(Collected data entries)
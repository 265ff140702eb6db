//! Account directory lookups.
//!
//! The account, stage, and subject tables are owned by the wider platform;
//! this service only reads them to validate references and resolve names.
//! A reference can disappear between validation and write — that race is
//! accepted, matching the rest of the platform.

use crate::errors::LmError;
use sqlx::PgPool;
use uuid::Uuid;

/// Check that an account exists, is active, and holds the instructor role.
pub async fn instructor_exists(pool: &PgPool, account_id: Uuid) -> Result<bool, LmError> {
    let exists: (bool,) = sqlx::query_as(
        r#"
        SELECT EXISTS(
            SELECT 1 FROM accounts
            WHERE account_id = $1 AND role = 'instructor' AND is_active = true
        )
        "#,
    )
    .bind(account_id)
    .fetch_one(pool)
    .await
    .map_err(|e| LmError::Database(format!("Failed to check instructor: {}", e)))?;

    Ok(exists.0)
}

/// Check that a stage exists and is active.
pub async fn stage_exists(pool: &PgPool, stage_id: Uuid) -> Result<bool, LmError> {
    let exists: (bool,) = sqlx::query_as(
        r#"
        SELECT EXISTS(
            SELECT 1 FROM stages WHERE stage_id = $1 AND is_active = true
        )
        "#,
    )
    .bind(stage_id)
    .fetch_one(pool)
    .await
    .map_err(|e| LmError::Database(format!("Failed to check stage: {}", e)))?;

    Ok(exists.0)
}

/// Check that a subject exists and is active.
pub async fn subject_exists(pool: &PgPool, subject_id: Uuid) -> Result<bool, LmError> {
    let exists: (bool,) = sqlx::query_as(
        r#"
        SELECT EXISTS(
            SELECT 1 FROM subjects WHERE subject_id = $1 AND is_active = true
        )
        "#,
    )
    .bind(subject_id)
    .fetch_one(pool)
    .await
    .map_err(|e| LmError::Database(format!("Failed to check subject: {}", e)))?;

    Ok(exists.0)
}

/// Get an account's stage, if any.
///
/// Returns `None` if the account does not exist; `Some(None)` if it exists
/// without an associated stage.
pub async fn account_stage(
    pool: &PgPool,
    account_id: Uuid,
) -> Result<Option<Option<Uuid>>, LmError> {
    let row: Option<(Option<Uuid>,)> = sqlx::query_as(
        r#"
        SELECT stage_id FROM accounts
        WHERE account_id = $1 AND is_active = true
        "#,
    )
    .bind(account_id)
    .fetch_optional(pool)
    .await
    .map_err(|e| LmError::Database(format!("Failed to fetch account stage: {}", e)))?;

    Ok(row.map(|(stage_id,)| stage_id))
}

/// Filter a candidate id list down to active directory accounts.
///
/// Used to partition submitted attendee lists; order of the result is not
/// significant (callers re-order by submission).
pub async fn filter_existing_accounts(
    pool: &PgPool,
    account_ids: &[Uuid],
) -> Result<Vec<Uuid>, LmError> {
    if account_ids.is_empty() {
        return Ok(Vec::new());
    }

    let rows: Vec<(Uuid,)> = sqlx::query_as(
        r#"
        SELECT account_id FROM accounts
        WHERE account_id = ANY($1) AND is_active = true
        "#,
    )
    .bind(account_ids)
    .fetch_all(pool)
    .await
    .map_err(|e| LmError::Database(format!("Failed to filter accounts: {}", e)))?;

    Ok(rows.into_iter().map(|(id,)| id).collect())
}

## YOUR INSTRUCTIONS
In the records above, locate each line with the word "bind". Copy all such lines.

## RESULT
    .bind(account_id)
    .bind(stage_id)
    .bind(subject_id)
    .bind(account_id)
    .bind(account_ids)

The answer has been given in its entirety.